LA VOIX DE MADAME MUTINE

LA VOIX DE MADAME MUTINE

 

 

 

 

 

      Il y a longtemps, j’allai dans un endroit de ma région natale, en pleine campagne, dans un édifice vieux de six siècles où l’on montait des stands de livres.

     Je cherchai quelque chose d’original ou qui me plût, je tombai sur une éditrice, Madame Mutine. Je ne me souviens pas de sa physionomie. Ele avait soixante-ans, était petite, assez mince, elle avait, peut-être, les cheveux châtains. Elle possédait l’énergie et le ton direct de ces femmes qui ont des convictions, vivent avec une ligne claire. Nous avons engagé la conversation. Il y avait, sur sa table, un ouvrage avec le nom de la chanteuse Catherine Ribeiro.

« Oh mais je la connais bien », dit-elle.

Surprise qu’il soit possible de rencontrer quelqu’un connaissant quelqu’un, je racontai à Madame Mutine qu’entre dix et onze ans, j’avais écouté en boucle, sur cassette, l’album 1989… déjà ! Je connaissais par cœur plusieurs de ces chansons révolutionnaires, et j’avais entonné la plus belle sur une terrasse, avec mon cousin.

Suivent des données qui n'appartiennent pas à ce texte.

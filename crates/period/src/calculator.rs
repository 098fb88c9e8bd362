//! The period calculator trait and the operations derived from it.

use std::collections::BTreeSet;
use std::fmt;

use chrono::NaiveDate;

use crate::builder;
use crate::error::PeriodError;
use crate::range::DateRange;
use crate::trim::TrimPolicy;
use crate::walker;

/// A set of unique period boundary dates, iterated in ascending order.
pub type BoundarySet = BTreeSet<NaiveDate>;

/// The three primitives that define a period granularity.
///
/// Everything else (term ends, next and previous terms, boundary walks and
/// term ranges) is provided by [`PeriodCalculatorExt`], which is implemented
/// for every calculator and cannot be overridden.
pub trait PeriodCalculator: fmt::Debug + Send + Sync {
    /// Returns the first date of the period containing `date`.
    ///
    /// # Errors
    ///
    /// Returns [`PeriodError::Calendar`] if the period start is not representable.
    fn start_of_current(&self, date: NaiveDate) -> Result<NaiveDate, PeriodError>;

    /// Moves `date` by `units` whole periods; negative `units` move backwards.
    ///
    /// # Errors
    ///
    /// Returns [`PeriodError::Calendar`] if the result is not representable.
    fn increment(&self, date: NaiveDate, units: i32) -> Result<NaiveDate, PeriodError>;

    /// Returns the last date of the period beginning at `period_start`.
    ///
    /// Only ever called with a value produced by
    /// [`start_of_current`](Self::start_of_current). Use
    /// [`PeriodCalculatorExt::end_of_current`] for arbitrary dates.
    ///
    /// # Errors
    ///
    /// Returns [`PeriodError::Calendar`] if the period end is not representable.
    fn end_of_boundary(&self, period_start: NaiveDate) -> Result<NaiveDate, PeriodError>;
}

/// Boundary and range operations shared by every [`PeriodCalculator`].
pub trait PeriodCalculatorExt: PeriodCalculator {
    /// Returns the last date of the period containing `date`.
    fn end_of_current(&self, date: NaiveDate) -> Result<NaiveDate, PeriodError> {
        let start = self.start_of_current(date)?;
        self.end_of_boundary(start)
    }

    /// Returns the first date of the period after the one containing `date`.
    fn start_of_next(&self, date: NaiveDate) -> Result<NaiveDate, PeriodError> {
        let start = self.start_of_current(date)?;
        self.increment(start, 1)
    }

    /// Returns the last date of the period before the one containing `date`.
    fn end_of_previous(&self, date: NaiveDate) -> Result<NaiveDate, PeriodError> {
        // Term lengths vary, so step back first and then find that term's end.
        let previous = self.increment(date, -1)?;
        self.end_of_current(previous)
    }

    /// Collects every period start in `[start, end]`. See [`crate::starting_dates`].
    fn starting_dates(
        &self,
        start: NaiveDate,
        end: NaiveDate,
        trim_leading: bool,
    ) -> Result<BoundarySet, PeriodError> {
        walker::starting_dates(self, start, end, trim_leading)
    }

    /// Collects every period end for `[start, end]`. See [`crate::ending_dates`].
    fn ending_dates(
        &self,
        start: NaiveDate,
        end: NaiveDate,
        trim_trailing: bool,
    ) -> Result<BoundarySet, PeriodError> {
        walker::ending_dates(self, start, end, trim_trailing)
    }

    /// Builds the ordered term ranges covering `[start, end]`. See [`crate::term_ranges`].
    fn term_ranges(
        &self,
        start: NaiveDate,
        end: NaiveDate,
        trim: TrimPolicy,
    ) -> Result<Vec<DateRange>, PeriodError> {
        builder::term_ranges(self, start, end, trim)
    }
}

impl<C: PeriodCalculator + ?Sized> PeriodCalculatorExt for C {}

Catherine Ribeiro, m’expliqua-t-elle, était parfois mal à l’aise avec les textes de la Révolution française. Elle avait refusé certains passages ou avait achoppé là : quand même, la peine de mort !... « Mais je ne peux pas dire ça… » ou : « c’est trop violent. »

-Alors, reprit mon interlocutrice, je lui ai dit : mais avec tes convictions, tes engagements, à l’époque, tu aurais été avec eux ! » Et ça allait. »

      Cette dame était une femme politique d’expérience, pleine de sincérité, depuis longtemps au Parti Socialiste, et très amie de François Mitterrand.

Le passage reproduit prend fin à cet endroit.